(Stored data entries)
* * *

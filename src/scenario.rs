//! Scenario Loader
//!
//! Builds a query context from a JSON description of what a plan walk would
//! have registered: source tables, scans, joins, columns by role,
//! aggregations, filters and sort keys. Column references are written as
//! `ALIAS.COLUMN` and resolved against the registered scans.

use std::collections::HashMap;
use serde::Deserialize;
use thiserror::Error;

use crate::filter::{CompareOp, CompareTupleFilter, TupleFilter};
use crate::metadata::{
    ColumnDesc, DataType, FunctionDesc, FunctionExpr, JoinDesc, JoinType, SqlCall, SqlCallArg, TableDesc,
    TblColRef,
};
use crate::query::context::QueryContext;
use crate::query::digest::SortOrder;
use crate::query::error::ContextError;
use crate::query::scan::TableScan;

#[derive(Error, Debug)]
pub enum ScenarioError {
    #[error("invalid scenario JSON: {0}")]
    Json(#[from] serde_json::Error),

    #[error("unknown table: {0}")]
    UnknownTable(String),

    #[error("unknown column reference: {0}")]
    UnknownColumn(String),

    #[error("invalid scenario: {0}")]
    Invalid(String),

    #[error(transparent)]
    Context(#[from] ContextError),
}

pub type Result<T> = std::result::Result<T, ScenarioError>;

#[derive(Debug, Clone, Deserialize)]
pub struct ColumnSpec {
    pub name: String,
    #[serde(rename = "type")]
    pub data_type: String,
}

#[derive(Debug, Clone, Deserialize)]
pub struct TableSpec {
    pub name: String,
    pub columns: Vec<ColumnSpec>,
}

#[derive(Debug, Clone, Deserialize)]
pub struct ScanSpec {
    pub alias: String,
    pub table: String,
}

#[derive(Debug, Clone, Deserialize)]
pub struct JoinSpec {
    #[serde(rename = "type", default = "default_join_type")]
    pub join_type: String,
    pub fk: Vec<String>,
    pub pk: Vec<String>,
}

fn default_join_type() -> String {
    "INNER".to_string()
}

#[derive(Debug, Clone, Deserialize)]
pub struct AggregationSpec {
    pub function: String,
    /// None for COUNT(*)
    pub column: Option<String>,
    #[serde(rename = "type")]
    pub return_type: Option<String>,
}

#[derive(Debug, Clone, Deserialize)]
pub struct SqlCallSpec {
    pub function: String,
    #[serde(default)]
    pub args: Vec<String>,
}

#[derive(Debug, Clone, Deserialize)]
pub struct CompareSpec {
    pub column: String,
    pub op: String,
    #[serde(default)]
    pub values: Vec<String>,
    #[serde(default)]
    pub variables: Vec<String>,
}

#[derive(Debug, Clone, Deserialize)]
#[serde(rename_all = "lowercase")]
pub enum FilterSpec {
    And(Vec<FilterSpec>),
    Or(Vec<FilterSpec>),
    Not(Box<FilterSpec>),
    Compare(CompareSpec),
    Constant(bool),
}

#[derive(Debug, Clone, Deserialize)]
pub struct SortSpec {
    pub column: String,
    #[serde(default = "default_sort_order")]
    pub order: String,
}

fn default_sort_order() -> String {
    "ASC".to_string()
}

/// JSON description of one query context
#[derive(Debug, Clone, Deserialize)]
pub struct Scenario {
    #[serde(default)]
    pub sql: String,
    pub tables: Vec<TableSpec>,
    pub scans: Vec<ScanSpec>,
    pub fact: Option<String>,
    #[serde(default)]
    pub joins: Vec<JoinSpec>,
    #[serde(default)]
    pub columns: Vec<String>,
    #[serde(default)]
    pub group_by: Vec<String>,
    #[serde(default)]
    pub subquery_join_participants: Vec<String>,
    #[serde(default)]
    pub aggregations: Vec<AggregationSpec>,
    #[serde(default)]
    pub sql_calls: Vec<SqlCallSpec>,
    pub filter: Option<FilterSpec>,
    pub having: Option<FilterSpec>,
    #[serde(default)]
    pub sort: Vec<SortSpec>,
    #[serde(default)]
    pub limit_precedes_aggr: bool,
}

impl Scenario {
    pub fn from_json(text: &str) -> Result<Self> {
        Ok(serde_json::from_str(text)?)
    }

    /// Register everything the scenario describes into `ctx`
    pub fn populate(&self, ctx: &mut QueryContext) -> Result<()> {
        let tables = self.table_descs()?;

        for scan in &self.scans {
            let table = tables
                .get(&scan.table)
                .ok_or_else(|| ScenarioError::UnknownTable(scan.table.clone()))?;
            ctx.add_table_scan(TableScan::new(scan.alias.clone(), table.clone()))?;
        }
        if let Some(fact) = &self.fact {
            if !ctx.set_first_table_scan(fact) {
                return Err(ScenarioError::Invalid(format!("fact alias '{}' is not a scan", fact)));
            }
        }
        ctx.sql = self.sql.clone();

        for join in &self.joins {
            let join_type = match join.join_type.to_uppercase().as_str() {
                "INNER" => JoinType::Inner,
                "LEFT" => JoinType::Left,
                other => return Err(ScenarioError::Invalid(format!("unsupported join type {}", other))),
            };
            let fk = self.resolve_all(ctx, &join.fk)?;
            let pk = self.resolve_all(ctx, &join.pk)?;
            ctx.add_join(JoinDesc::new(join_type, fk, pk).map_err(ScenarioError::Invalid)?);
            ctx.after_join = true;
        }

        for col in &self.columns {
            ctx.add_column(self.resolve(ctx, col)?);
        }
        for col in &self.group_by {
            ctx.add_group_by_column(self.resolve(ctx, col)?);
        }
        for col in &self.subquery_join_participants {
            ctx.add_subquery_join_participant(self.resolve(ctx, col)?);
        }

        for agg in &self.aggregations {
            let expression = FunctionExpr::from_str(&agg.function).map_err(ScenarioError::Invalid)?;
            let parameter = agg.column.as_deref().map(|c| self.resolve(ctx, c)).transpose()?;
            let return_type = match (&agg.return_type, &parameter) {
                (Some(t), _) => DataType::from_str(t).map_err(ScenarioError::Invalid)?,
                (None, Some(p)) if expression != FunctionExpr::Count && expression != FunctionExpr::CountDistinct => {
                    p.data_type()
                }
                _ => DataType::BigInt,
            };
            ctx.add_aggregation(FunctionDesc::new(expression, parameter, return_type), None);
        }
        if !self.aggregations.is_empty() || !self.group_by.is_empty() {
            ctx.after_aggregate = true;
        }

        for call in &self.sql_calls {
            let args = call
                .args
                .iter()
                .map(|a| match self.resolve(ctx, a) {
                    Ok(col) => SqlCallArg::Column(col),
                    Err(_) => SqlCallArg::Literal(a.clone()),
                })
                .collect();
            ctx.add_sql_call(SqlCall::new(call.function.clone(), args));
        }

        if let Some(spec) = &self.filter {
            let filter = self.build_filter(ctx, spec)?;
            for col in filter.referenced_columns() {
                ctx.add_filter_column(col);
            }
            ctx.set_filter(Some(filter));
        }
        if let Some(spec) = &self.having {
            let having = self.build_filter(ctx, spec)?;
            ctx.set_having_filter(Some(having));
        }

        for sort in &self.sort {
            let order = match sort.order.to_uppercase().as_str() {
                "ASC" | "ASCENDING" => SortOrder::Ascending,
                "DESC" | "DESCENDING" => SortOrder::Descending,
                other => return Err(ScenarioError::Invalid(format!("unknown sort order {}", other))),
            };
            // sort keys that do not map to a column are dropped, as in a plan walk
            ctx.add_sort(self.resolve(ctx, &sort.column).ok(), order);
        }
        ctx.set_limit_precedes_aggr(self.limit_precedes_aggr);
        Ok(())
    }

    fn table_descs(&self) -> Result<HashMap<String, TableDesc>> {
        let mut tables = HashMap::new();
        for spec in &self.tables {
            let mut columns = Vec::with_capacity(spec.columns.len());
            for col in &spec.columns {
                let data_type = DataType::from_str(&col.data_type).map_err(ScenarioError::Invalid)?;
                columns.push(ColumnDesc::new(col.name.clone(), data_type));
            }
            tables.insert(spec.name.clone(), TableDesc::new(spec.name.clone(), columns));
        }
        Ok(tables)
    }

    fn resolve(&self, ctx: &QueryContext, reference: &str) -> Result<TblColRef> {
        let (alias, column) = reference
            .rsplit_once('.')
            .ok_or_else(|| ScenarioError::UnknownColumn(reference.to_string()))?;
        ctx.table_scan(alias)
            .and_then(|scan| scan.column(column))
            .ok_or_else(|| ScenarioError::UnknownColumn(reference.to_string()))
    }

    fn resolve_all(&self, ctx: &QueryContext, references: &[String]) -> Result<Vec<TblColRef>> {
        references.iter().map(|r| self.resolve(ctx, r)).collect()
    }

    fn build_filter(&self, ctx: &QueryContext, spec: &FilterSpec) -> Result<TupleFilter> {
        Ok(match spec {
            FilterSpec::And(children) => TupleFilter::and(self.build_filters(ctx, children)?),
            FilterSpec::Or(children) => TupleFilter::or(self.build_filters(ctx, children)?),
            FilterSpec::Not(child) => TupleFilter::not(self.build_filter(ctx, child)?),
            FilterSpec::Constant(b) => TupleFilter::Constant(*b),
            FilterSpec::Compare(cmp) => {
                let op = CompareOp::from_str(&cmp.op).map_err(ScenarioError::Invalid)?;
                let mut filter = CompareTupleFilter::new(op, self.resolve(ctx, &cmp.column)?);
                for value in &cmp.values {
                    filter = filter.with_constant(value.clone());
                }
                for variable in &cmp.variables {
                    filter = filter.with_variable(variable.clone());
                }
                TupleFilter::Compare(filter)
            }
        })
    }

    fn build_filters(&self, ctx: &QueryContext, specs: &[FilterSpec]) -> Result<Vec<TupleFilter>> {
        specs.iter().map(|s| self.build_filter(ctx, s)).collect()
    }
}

* * *

ASSIGNED TASK: Your reply should be the number of lines in the entries that contain "registered", nothing more.

EXERCISE RESPONSE: 2